◆ **Your assignment**
Scan the data below for the string "COLLATE". Copy every line where it appears.

*** Records for this task

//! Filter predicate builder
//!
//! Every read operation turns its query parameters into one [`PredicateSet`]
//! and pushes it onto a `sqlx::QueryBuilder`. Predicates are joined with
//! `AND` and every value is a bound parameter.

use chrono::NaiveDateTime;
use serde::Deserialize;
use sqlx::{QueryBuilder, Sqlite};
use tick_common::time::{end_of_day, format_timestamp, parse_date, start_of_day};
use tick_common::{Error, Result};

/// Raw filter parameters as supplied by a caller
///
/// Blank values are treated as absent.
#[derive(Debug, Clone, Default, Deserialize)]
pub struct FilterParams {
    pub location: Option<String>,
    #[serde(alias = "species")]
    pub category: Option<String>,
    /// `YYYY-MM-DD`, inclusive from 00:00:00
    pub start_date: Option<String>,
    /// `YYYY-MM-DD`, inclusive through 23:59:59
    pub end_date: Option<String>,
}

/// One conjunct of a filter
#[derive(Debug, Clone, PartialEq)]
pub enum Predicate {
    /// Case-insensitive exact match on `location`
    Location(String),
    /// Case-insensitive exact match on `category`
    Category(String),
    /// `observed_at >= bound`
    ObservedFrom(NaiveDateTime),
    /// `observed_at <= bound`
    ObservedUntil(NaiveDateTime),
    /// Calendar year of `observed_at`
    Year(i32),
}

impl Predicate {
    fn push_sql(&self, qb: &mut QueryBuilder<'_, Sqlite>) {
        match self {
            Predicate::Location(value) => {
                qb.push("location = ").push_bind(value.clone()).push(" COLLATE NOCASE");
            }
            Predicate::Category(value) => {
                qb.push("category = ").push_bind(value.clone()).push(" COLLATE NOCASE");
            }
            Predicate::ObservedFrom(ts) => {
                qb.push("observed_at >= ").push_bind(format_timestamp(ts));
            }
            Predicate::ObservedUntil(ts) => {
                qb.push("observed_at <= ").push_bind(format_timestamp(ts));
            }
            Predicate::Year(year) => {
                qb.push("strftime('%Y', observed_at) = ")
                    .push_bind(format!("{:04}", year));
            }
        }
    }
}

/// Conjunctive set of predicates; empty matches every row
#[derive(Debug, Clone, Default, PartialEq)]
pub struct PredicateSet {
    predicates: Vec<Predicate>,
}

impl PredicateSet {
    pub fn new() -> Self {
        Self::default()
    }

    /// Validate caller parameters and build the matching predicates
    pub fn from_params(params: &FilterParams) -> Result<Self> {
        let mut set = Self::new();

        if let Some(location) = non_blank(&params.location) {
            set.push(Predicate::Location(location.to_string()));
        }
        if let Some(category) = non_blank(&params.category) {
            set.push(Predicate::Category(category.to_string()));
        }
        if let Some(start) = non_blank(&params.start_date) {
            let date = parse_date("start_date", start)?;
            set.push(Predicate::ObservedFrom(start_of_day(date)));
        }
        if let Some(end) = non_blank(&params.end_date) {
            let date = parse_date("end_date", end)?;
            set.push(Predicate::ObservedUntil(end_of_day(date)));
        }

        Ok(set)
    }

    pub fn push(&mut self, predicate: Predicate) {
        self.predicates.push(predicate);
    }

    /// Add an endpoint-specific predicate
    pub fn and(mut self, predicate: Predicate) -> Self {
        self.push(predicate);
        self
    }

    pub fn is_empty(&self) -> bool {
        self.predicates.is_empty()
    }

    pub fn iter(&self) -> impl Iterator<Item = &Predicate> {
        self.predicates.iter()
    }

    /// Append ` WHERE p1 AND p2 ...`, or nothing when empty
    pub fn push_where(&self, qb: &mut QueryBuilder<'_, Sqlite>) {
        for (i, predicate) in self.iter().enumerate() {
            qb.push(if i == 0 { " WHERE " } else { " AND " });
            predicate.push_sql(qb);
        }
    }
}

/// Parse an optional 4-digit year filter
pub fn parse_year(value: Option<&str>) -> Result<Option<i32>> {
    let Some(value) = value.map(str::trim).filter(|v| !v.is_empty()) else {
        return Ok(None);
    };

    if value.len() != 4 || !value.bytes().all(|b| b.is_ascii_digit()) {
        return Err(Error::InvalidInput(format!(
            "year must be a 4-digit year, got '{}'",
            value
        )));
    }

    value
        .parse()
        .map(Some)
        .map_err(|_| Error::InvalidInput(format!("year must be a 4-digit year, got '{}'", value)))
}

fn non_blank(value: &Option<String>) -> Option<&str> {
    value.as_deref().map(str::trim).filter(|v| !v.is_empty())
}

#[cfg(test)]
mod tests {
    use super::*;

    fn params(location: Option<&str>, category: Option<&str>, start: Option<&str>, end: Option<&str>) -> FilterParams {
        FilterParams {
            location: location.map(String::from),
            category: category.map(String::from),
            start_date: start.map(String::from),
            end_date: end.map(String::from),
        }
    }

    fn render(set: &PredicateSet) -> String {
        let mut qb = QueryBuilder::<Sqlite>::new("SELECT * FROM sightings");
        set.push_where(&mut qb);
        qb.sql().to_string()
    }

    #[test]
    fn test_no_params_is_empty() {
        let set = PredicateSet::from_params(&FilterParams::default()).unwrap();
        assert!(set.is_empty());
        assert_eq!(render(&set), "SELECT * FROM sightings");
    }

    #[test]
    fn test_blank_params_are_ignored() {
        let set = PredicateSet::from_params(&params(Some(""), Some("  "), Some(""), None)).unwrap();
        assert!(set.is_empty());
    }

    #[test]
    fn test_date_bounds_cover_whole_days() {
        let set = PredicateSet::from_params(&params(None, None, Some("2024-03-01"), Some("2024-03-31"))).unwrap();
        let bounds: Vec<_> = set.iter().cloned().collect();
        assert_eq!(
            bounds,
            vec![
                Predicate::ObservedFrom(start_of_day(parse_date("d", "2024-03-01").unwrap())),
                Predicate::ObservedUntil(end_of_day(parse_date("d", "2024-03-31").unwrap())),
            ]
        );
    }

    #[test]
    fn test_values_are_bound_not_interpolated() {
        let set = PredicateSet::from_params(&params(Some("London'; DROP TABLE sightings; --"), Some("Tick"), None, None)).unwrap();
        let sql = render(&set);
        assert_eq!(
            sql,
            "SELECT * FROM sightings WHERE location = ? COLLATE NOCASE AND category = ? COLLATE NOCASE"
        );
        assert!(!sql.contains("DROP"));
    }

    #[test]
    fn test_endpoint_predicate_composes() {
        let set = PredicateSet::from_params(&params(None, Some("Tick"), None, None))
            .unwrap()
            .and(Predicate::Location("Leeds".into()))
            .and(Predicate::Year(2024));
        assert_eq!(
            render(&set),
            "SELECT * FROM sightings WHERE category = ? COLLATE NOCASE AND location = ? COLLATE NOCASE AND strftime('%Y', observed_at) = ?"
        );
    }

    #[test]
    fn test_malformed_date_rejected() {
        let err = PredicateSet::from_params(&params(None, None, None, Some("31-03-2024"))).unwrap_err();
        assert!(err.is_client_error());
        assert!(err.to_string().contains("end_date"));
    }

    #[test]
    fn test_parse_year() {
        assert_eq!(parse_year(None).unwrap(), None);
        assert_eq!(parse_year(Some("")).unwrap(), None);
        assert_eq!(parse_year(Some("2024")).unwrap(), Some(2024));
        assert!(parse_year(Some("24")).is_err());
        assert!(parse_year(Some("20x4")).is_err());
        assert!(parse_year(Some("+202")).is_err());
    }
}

******
*** Records for this task

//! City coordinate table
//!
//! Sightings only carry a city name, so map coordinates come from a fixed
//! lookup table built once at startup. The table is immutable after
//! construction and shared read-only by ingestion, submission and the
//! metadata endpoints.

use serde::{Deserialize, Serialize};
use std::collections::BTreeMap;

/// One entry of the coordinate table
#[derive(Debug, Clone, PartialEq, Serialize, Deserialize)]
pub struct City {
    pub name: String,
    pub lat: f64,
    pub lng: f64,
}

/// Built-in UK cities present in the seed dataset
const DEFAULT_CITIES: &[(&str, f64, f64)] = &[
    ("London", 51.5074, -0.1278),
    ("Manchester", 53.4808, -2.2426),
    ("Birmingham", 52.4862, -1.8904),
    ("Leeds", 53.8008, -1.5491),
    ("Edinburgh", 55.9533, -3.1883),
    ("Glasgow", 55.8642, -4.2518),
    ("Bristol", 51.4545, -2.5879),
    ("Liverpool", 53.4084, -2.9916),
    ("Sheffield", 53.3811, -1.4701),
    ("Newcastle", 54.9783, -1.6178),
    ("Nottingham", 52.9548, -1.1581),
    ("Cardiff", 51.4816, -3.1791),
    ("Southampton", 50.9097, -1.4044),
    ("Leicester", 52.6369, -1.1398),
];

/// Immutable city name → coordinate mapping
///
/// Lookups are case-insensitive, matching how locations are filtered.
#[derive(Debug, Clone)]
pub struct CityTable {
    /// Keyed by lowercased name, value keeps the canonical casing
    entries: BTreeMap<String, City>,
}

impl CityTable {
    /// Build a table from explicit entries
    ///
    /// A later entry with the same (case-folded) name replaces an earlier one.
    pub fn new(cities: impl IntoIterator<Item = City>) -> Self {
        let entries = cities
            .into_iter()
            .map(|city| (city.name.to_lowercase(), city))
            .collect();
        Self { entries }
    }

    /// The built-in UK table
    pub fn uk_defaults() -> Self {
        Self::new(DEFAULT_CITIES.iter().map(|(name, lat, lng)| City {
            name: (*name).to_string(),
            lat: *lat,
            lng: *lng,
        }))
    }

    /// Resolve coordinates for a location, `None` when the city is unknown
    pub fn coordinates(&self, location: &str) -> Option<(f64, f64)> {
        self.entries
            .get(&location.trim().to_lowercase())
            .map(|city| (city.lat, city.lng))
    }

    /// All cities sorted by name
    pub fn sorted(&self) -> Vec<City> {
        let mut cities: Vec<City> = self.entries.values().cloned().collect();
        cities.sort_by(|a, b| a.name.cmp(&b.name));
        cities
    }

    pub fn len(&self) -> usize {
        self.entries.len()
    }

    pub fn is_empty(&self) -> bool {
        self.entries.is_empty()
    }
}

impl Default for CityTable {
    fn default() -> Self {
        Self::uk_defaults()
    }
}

******
*** Records for this task

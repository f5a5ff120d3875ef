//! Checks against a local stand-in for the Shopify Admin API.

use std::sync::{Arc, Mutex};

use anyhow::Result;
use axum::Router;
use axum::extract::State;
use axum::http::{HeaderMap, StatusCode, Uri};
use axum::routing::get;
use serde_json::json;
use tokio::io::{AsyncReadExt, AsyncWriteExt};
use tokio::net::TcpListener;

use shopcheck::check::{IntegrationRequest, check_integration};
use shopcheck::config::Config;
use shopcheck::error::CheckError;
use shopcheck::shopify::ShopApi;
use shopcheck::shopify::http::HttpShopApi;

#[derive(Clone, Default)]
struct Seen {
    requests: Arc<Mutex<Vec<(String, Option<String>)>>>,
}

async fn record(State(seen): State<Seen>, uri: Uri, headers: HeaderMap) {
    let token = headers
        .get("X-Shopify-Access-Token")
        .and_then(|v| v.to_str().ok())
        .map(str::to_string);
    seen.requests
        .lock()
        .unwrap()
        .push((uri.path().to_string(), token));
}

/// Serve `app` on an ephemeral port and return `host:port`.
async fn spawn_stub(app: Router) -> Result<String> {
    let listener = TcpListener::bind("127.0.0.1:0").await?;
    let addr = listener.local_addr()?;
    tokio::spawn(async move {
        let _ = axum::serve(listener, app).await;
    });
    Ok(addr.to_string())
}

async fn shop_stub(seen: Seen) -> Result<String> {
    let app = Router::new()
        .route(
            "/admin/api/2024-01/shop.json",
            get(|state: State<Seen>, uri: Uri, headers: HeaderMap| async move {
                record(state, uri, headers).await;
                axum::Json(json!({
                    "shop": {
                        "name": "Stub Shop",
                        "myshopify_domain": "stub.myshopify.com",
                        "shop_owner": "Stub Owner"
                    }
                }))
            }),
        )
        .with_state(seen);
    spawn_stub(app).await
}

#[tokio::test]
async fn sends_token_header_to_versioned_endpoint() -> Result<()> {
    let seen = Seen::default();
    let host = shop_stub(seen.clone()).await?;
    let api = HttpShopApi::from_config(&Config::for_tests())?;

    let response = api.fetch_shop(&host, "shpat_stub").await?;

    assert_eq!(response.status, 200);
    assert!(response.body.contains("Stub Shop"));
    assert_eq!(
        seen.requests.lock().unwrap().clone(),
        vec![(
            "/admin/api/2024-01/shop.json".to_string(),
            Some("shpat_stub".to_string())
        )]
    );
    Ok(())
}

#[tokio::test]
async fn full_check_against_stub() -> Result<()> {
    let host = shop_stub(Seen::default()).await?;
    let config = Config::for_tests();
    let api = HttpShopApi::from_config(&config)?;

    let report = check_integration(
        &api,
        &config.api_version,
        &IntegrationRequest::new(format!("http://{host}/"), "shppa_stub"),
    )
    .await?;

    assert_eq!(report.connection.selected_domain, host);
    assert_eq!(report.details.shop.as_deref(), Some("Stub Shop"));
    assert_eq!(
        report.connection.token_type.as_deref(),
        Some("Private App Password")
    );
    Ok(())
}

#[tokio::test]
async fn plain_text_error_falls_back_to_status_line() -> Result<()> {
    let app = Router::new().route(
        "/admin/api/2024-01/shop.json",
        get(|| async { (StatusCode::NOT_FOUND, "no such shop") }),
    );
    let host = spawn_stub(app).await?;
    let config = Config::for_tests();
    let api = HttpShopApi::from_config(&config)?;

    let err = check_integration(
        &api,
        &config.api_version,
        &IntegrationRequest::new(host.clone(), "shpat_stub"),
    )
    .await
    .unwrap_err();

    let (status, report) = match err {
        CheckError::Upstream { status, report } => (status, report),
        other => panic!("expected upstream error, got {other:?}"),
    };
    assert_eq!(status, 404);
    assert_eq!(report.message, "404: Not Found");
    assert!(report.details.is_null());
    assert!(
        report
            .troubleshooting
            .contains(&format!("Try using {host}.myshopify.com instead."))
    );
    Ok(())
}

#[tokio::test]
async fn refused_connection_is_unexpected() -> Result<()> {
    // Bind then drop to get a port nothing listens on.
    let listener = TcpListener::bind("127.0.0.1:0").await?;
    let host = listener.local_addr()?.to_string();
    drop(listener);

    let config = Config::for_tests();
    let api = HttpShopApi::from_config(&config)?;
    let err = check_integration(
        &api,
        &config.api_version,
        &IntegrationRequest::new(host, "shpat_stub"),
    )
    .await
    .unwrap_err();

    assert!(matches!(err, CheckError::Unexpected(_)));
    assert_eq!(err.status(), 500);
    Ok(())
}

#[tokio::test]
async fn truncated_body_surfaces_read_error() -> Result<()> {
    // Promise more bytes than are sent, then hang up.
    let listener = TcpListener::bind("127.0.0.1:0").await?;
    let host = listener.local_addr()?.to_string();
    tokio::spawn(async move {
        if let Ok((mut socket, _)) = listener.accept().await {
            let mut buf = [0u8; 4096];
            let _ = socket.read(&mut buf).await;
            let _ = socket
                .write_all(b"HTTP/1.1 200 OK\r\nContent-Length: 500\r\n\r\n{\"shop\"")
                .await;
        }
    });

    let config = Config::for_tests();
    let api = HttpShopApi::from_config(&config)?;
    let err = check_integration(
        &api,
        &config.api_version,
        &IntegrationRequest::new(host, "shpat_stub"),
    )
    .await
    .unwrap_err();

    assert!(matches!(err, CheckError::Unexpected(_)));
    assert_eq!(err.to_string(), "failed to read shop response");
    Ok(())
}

******

◆ **Worked solution**
                qb.push("location = ").push_bind(value.clone()).push(" COLLATE NOCASE");
                qb.push("category = ").push_bind(value.clone()).push(" COLLATE NOCASE");
            "SELECT * FROM sightings WHERE location = ? COLLATE NOCASE AND category = ? COLLATE NOCASE"
            "SELECT * FROM sightings WHERE category = ? COLLATE NOCASE AND location = ? COLLATE NOCASE AND strftime('%Y', observed_at) = ?"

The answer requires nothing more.